JAKARTA – Seluruh jajaran direksi bank pelat merah yang tergabung dalam Himpunan Bank Milik Negara (Himbara) memenuhi panggilan Komisi XI DPR RI di Kompleks Parlemen, Senayan, Senin (6/7). Pertemuan tersebut secara khusus membahas efektivitas penyaluran dana Saldo Anggaran Lebih (SAL) pemerintah yang ditempatkan di perbankan nasional.
Rapat dengar pendapat (RDP) tersebut berlangsung tertutup hingga pukul 17.45 WIB. Langkah ini diambil untuk menjaga kerahasiaan data terkait isu penyaluran kredit yang dinilai memiliki sensitivitas tinggi.
Ketua Komisi XI DPR, Mukhamad Misbakhun, menyatakan bahwa forum tersebut bertujuan mendalami alokasi dana SAL. Ia menyebut beberapa informasi masih memerlukan verifikasi lebih lanjut serta sinkronisasi dengan sejumlah otoritas terkait.
Kehadiran pimpinan bank negara ini meliputi Direktur Utama PT Bank Rakyat Indonesia Tbk (BBRI) Hery Gunardi dan Direktur Utama PT Bank Mandiri Tbk (BMRI) Riduan. Hadir pula Direktur Utama PT Bank Negara Indonesia Tbk (BBNI) Putrama Wahju Setyawan.
Selain itu, turut hadir Direktur Utama PT Bank Tabungan Negara Tbk (BBTN) Nixon LP Napitupulu serta Direktur Utama PT Bank Syariah Indonesia Tbk (BRIS) Anggoro Eko Cahyo. Seluruh pimpinan perbankan ini memberikan laporan terkait kinerja penyaluran dana milik pemerintah tersebut.
Misbakhun menegaskan bahwa pembahasan tidak menyentuh rencana penambahan dana SAL sebesar Rp100 triliun yang sempat diwacanakan sebelumnya. Pemerintah saat ini memiliki total penempatan dana SAL di bank Himbara sebesar Rp400 triliun.
Menurut Misbakhun, hasil dari rapat ini akan menjadi bahan evaluasi krusial dalam pertemuan lanjutan bersama Otoritas Jasa Keuangan (OJK) serta Komite Stabilitas Sistem Keuangan (KSSK). Fokus utamanya adalah memantau kondisi likuiditas di industri perbankan nasional.

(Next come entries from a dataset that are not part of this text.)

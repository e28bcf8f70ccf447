//! Row-wise cleaning of raw weather rows.

use indexmap::IndexMap;
use serde::{Deserialize, Serialize};

use super::coerce::{Rejection, coerce};
use super::table::{Categories, CellValue, CleanedTable};
use crate::error::{Result, WeatherfitError};
use crate::input::{RawRow, RawValue};
use crate::schema::{ColumnSpec, ColumnType, WeatherSchema};

/// What cleaning did to the input.
#[derive(Debug, Clone, Default, PartialEq, Serialize, Deserialize)]
pub struct CleaningReport {
    /// Rows received.
    pub rows_in: usize,
    /// Rows that passed every check.
    pub rows_kept: usize,
    /// Rows that failed at least one check.
    pub rows_dropped: usize,
    /// Per column, rows with a missing value there.
    #[serde(default, skip_serializing_if = "IndexMap::is_empty")]
    pub missing_by_column: IndexMap<String, usize>,
    /// Per column, rows whose value failed type coercion.
    #[serde(default, skip_serializing_if = "IndexMap::is_empty")]
    pub invalid_by_column: IndexMap<String, usize>,
    /// Irrelevant columns that were present and removed.
    #[serde(default, skip_serializing_if = "Vec::is_empty")]
    pub removed_columns: Vec<String>,
}

/// Turns raw rows into a [`CleanedTable`] according to a [`WeatherSchema`].
///
/// Irrelevant columns are removed first, then every row with a missing or
/// uncoercible value in a retained column is dropped. The input is never
/// modified.
#[derive(Debug, Clone, Default)]
pub struct Cleaner {
    schema: WeatherSchema,
}

impl Cleaner {
    /// Create a cleaner for the given schema.
    pub fn new(schema: WeatherSchema) -> Self {
        Self { schema }
    }

    /// The schema this cleaner enforces.
    pub fn schema(&self) -> &WeatherSchema {
        &self.schema
    }

    /// Clean rows, discarding the report.
    pub fn clean(&self, rows: &[RawRow]) -> Result<CleanedTable> {
        self.clean_with_report(rows).map(|(table, _)| table)
    }

    /// Clean rows and describe what was dropped.
    pub fn clean_with_report(&self, rows: &[RawRow]) -> Result<(CleanedTable, CleaningReport)> {
        let columns = self.resolve_columns(rows)?;

        let mut report = CleaningReport {
            rows_in: rows.len(),
            removed_columns: self
                .schema
                .dropped
                .iter()
                .filter(|name| rows.iter().any(|r| r.contains(name)))
                .cloned()
                .collect(),
            ..CleaningReport::default()
        };

        let mut kept: Vec<Vec<CellValue>> = Vec::with_capacity(rows.len());
        for row in rows {
            let mut cells = Vec::with_capacity(columns.len());
            let mut rejected = false;

            for spec in &columns {
                let value = row.get(&spec.name).unwrap_or(&RawValue::Empty);
                match coerce(value, spec.column_type) {
                    Ok(cell) => cells.push(cell),
                    Err(rejection) => {
                        rejected = true;
                        let counts = match rejection {
                            Rejection::Missing => &mut report.missing_by_column,
                            Rejection::Uncoercible => &mut report.invalid_by_column,
                        };
                        *counts.entry(spec.name.clone()).or_insert(0) += 1;
                    }
                }
            }

            if !rejected {
                kept.push(cells);
            }
        }

        let categories = intern_categories(&columns, &mut kept);

        report.rows_kept = kept.len();
        report.rows_dropped = report.rows_in - report.rows_kept;

        tracing::debug!(
            rows_in = report.rows_in,
            rows_kept = report.rows_kept,
            missing = ?report.missing_by_column,
            invalid = ?report.invalid_by_column,
            "cleaned rows"
        );

        Ok((CleanedTable::new(columns, categories, kept), report))
    }

    /// Retained columns present in the input, failing on absent required ones.
    ///
    /// A column counts as present when any row carries it; with no rows at
    /// all there is nothing to check and only required columns are kept.
    fn resolve_columns(&self, rows: &[RawRow]) -> Result<Vec<ColumnSpec>> {
        let mut columns = Vec::new();
        for spec in self.schema.retained() {
            let present = rows.is_empty() || rows.iter().any(|r| r.contains(&spec.name));
            if present && (spec.required || !rows.is_empty()) {
                columns.push(spec.clone());
            } else if spec.required {
                return Err(WeatherfitError::missing_column(&spec.name, "cleaning"));
            }
        }
        Ok(columns)
    }
}

/// Replace categorical labels with codes, learning levels from kept rows only.
fn intern_categories(
    columns: &[ColumnSpec],
    rows: &mut [Vec<CellValue>],
) -> IndexMap<String, Categories> {
    let mut all = IndexMap::new();
    for (index, spec) in columns.iter().enumerate() {
        if spec.column_type != ColumnType::Categorical {
            continue;
        }
        let mut categories = Categories::default();
        for row in rows.iter_mut() {
            if let CellValue::Text(label) = &row[index] {
                let code = categories.intern(label);
                row[index] = CellValue::Category(code);
            }
        }
        all.insert(spec.name.clone(), categories);
    }
    all
}

#[cfg(test)]
mod tests {
    use super::*;
    use crate::schema::columns;

    fn weather_row(humidity: impl Into<RawValue>, precip: &str) -> RawRow {
        RawRow::new()
            .with(columns::PRECIP_TYPE, precip)
            .with(columns::TEMPERATURE, 9.47)
            .with(columns::APPARENT_TEMPERATURE, 7.39)
            .with(columns::HUMIDITY, humidity)
            .with(columns::WIND_SPEED, 14.12)
            .with(columns::VISIBILITY, 15.83)
            .with(columns::LOUD_COVER, 0.0)
            .with(columns::PRESSURE, 1015.13)
            .with(columns::DAILY_SUMMARY, "Partly cloudy throughout the day.")
    }

    #[test]
    fn test_drops_irrelevant_columns() {
        let rows = vec![weather_row(0.89, "rain")];
        let (table, report) = Cleaner::default().clean_with_report(&rows).unwrap();

        assert_eq!(table.row_count(), 1);
        assert!(table.column(columns::LOUD_COVER).is_none());
        assert!(table.column(columns::DAILY_SUMMARY).is_none());
        assert_eq!(report.removed_columns.len(), 2);
    }

    #[test]
    fn test_missing_humidity_drops_row() {
        let rows = vec![
            weather_row(0.89, "rain"),
            weather_row(RawValue::Empty, "rain"),
            weather_row(0.73, "snow"),
        ];
        let (table, report) = Cleaner::default().clean_with_report(&rows).unwrap();

        assert_eq!(table.row_count(), 2);
        assert_eq!(report.rows_dropped, 1);
        assert_eq!(report.missing_by_column.get(columns::HUMIDITY), Some(&1));
    }

    #[test]
    fn test_uncoercible_numeric_drops_row() {
        let rows = vec![weather_row("very damp", "rain"), weather_row(0.5, "rain")];
        let (table, report) = Cleaner::default().clean_with_report(&rows).unwrap();

        assert_eq!(table.row_count(), 1);
        assert_eq!(report.invalid_by_column.get(columns::HUMIDITY), Some(&1));
    }

    #[test]
    fn test_missing_in_dropped_column_keeps_row() {
        let row = weather_row(0.89, "rain").with(columns::DAILY_SUMMARY, RawValue::Empty);
        let table = Cleaner::default().clean(&[row]).unwrap();
        assert_eq!(table.row_count(), 1);
    }

    #[test]
    fn test_categories_learned_from_kept_rows() {
        let rows = vec![
            weather_row(RawValue::Empty, "hail"),
            weather_row(0.7, "snow"),
            weather_row(0.8, "rain"),
            weather_row(0.9, "snow"),
        ];
        let table = Cleaner::default().clean(&rows).unwrap();
        let categories = table.categories(columns::PRECIP_TYPE).unwrap();

        let levels: Vec<&str> = categories.levels().collect();
        assert_eq!(levels, vec!["snow", "rain"]);
        assert_eq!(
            table.value(2, columns::PRECIP_TYPE),
            Some(&CellValue::Category(0))
        );
    }

    #[test]
    fn test_missing_required_column() {
        let rows: Vec<RawRow> = vec![
            weather_row(0.5, "rain")
                .iter()
                .filter(|(name, _)| *name != columns::WIND_SPEED)
                .map(|(name, value)| (name, value.clone()))
                .collect(),
        ];
        let err = Cleaner::default().clean(&rows).unwrap_err();
        match err {
            WeatherfitError::Schema { column, .. } => assert_eq!(column, columns::WIND_SPEED),
            other => panic!("expected schema error, got {:?}", other),
        }
    }

    #[test]
    fn test_optional_timestamp() {
        let schema = WeatherSchema::default().with_timestamp("Datetime");
        let cleaner = Cleaner::new(schema);

        let without = cleaner.clean(&[weather_row(0.5, "rain")]).unwrap();
        assert!(without.column("Datetime").is_none());

        let rows = vec![
            weather_row(0.5, "rain").with("Datetime", "2006-04-01 00:00:00.000 +0200"),
            weather_row(0.5, "rain").with("Datetime", "not a date"),
        ];
        let (with, report) = cleaner.clean_with_report(&rows).unwrap();
        assert_eq!(with.row_count(), 1);
        assert!(matches!(
            with.value(0, "Datetime"),
            Some(CellValue::Timestamp(_))
        ));
        assert_eq!(report.invalid_by_column.get("Datetime"), Some(&1));
    }

    #[test]
    fn test_clean_is_idempotent() {
        let rows = vec![
            weather_row(0.89, "rain"),
            weather_row("NA", "snow"),
            weather_row(0.61, " snow "),
        ];
        let cleaner = Cleaner::new(WeatherSchema::default().with_timestamp("Datetime"));
        let once = cleaner.clean(&rows).unwrap();
        let twice = cleaner.clean(&once.to_raw_rows()).unwrap();
        assert_eq!(once, twice);
    }

    #[test]
    fn test_input_not_mutated() {
        let rows = vec![weather_row(RawValue::Empty, "rain")];
        let before = rows.clone();
        let _ = Cleaner::default().clean(&rows).unwrap();
        assert_eq!(rows, before);
    }

    #[test]
    fn test_empty_input() {
        let table = Cleaner::default().clean(&[]).unwrap();
        assert!(table.is_empty());
        assert_eq!(table.columns().len(), 7);
    }
}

Pihak Himbara memastikan bahwa proses penyaluran dana SAL berjalan lancar tanpa kendala berarti. Dana tersebut diakui memberikan stimulus positif bagi pertumbuhan ekonomi nasional.
Direktur Utama Bank Mandiri, Riduan, menyatakan komitmen penuh lembaganya dalam menjalankan arahan pemerintah terkait penempatan dana tersebut. Ia memastikan dana SAL disalurkan secara produktif ke sektor riil.
Riduan merinci bahwa penyaluran dana diprioritaskan bagi sektor swasta serta usaha mikro, kecil, dan menengah (UMKM). Ia memastikan dana tersebut tidak akan dialokasikan untuk aktivitas yang bersifat spekulatif di pasar keuangan.
Sementara itu, jajaran direktur utama dari bank Himbara lainnya memilih tidak memberikan komentar kepada awak media setelah rapat berakhir. Mereka menyerahkan sepenuhnya keterangan resmi terkait materi rapat kepada pimpinan komisi.
Komisi XI DPR RI menekankan pentingnya transparansi dalam pengelolaan dana negara di sektor perbankan. Sinkronisasi data antara bank BUMN dan regulator diharapkan mampu menjaga stabilitas sistem keuangan di tengah dinamika ekonomi global.